The answer must consist of every line below that contains the word "PostgreSQL".
[Opening RECORDS SUPPLIED section]
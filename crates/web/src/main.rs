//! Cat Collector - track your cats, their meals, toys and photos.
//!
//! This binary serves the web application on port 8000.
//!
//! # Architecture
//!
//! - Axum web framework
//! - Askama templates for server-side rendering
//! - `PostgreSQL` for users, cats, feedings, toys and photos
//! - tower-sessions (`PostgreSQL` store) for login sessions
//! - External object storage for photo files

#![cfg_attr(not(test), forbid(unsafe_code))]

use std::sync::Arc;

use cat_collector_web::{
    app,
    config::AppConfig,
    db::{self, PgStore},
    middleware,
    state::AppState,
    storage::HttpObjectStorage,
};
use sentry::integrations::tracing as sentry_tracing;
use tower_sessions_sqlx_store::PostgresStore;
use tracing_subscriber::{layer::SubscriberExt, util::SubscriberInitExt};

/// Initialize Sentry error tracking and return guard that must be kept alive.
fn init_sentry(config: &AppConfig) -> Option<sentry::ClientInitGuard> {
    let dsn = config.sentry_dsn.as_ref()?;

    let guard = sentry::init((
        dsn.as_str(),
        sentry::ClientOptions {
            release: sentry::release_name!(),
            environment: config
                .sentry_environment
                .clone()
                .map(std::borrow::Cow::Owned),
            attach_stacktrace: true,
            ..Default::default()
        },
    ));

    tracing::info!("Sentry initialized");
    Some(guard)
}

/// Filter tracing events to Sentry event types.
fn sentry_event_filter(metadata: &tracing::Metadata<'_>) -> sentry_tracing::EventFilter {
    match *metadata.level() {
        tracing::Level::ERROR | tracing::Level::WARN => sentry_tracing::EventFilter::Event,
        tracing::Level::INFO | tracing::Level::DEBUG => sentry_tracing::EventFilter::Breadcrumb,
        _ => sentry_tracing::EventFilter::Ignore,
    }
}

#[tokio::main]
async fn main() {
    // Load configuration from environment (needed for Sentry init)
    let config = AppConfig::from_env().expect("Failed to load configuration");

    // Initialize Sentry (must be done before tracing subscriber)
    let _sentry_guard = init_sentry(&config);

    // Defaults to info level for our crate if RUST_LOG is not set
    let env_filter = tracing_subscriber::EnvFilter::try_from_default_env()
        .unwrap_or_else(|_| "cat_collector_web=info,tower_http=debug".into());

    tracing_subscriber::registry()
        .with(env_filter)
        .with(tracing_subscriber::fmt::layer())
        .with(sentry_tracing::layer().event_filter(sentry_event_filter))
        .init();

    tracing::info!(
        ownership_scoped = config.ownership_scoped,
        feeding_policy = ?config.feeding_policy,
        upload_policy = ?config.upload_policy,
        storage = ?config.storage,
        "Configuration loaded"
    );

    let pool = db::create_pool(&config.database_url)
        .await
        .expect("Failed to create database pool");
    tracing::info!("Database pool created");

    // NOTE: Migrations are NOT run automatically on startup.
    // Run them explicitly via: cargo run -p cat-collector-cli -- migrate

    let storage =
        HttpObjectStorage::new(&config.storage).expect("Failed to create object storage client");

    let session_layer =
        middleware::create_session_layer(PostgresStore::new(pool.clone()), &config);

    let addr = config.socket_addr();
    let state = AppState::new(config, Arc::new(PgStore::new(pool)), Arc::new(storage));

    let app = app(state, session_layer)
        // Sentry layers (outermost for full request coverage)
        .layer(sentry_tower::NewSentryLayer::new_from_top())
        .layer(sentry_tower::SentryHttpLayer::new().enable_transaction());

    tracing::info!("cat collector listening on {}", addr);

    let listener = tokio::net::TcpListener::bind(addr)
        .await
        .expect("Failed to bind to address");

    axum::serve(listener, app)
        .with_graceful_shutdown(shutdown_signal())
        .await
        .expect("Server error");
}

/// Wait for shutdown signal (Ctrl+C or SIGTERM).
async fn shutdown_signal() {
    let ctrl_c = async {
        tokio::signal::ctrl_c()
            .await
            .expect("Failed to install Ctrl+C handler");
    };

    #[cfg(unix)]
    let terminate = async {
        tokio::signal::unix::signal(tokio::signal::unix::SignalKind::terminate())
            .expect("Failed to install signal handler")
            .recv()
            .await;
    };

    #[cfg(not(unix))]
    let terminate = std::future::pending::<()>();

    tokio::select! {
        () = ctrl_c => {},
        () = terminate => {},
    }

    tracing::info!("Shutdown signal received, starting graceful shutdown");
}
[Closing RECORDS SUPPLIED section]
--- SOLUTION BELOW ---
//! - `PostgreSQL` for users, cats, feedings, toys and photos
//! - tower-sessions (`PostgreSQL` store) for login sessions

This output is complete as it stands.